Saved data entries
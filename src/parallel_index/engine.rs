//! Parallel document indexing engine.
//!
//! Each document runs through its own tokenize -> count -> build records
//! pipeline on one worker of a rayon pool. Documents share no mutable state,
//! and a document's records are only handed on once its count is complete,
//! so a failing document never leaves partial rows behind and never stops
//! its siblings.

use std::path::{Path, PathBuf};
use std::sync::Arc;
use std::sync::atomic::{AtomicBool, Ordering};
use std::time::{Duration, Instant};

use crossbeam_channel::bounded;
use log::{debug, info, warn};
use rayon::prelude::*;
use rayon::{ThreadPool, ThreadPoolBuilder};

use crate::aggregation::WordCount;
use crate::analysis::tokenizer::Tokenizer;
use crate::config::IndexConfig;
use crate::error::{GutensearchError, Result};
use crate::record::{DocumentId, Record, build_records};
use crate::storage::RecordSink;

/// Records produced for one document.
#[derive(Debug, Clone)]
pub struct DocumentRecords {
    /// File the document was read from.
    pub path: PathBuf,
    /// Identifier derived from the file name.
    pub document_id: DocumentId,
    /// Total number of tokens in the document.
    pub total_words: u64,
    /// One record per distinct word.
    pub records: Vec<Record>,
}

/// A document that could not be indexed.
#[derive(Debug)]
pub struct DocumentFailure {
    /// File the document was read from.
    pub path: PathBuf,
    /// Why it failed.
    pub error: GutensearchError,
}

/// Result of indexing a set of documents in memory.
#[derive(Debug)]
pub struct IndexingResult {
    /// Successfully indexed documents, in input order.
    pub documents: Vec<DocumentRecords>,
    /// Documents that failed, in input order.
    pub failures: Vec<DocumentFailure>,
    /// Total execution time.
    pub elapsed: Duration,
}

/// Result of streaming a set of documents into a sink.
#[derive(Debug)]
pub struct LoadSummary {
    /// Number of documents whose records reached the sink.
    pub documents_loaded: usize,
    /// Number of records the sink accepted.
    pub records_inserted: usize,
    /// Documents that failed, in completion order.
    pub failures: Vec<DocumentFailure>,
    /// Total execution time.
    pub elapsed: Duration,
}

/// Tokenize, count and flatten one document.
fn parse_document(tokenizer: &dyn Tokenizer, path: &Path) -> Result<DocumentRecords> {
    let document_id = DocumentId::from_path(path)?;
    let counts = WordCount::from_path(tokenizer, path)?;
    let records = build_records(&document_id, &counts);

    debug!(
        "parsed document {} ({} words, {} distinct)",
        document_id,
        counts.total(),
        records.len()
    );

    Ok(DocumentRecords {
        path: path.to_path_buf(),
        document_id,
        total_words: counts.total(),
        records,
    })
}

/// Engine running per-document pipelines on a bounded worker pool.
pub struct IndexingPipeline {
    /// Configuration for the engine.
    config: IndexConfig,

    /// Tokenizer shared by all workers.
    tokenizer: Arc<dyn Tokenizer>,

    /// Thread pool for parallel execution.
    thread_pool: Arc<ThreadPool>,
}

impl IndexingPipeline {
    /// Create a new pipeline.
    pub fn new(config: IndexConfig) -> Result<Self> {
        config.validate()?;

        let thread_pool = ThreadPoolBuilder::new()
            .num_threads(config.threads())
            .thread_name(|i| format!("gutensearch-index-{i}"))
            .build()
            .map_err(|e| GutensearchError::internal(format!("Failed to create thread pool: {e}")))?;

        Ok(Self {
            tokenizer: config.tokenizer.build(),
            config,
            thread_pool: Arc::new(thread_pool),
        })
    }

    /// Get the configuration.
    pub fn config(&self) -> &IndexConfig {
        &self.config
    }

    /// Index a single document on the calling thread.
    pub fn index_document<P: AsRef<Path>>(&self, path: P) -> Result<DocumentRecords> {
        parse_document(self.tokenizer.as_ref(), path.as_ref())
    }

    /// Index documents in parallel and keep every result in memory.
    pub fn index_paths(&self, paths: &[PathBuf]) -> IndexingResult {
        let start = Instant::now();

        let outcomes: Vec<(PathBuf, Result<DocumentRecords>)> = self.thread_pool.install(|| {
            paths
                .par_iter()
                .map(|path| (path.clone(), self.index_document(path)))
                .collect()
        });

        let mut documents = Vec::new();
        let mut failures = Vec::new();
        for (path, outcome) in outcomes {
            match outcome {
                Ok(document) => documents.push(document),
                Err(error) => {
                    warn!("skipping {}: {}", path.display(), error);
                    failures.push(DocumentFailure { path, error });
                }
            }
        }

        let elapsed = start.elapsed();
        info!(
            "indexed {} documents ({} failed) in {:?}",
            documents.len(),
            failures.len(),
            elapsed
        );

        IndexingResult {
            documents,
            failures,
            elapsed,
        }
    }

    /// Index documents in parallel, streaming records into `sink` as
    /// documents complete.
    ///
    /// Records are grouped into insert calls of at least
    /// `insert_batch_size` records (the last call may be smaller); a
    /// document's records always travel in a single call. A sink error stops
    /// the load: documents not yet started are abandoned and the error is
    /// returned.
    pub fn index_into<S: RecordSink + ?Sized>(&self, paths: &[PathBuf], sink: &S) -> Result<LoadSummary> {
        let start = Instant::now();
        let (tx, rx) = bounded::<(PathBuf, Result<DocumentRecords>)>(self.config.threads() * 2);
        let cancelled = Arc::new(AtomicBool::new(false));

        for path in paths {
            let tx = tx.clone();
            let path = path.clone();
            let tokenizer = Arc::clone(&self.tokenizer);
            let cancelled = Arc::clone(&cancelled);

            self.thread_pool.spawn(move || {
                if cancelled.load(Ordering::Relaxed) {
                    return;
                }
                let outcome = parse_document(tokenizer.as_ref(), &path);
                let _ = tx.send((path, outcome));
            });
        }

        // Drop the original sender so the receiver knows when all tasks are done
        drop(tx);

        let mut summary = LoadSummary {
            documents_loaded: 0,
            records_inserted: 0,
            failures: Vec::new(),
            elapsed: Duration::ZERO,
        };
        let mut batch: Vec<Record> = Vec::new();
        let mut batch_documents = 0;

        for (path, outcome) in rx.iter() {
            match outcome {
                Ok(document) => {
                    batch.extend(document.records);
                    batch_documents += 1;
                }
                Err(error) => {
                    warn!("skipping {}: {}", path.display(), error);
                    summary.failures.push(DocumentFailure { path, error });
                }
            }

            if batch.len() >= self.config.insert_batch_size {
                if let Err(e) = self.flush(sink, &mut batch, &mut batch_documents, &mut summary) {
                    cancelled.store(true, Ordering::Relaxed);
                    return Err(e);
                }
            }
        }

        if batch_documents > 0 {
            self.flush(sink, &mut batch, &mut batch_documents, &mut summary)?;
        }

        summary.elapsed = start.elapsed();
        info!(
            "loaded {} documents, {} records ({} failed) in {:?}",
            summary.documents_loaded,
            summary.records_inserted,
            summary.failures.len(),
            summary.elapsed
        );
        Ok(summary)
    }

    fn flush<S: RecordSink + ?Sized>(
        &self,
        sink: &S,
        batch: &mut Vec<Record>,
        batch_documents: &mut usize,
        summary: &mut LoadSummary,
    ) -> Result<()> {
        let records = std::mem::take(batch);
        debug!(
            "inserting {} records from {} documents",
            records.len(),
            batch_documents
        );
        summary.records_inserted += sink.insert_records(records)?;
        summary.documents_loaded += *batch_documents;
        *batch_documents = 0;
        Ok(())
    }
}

§ Task to carry out
With "Duration" as the search word, count the matching lines in the records and give the number alone.

§ Answer for this exercise
4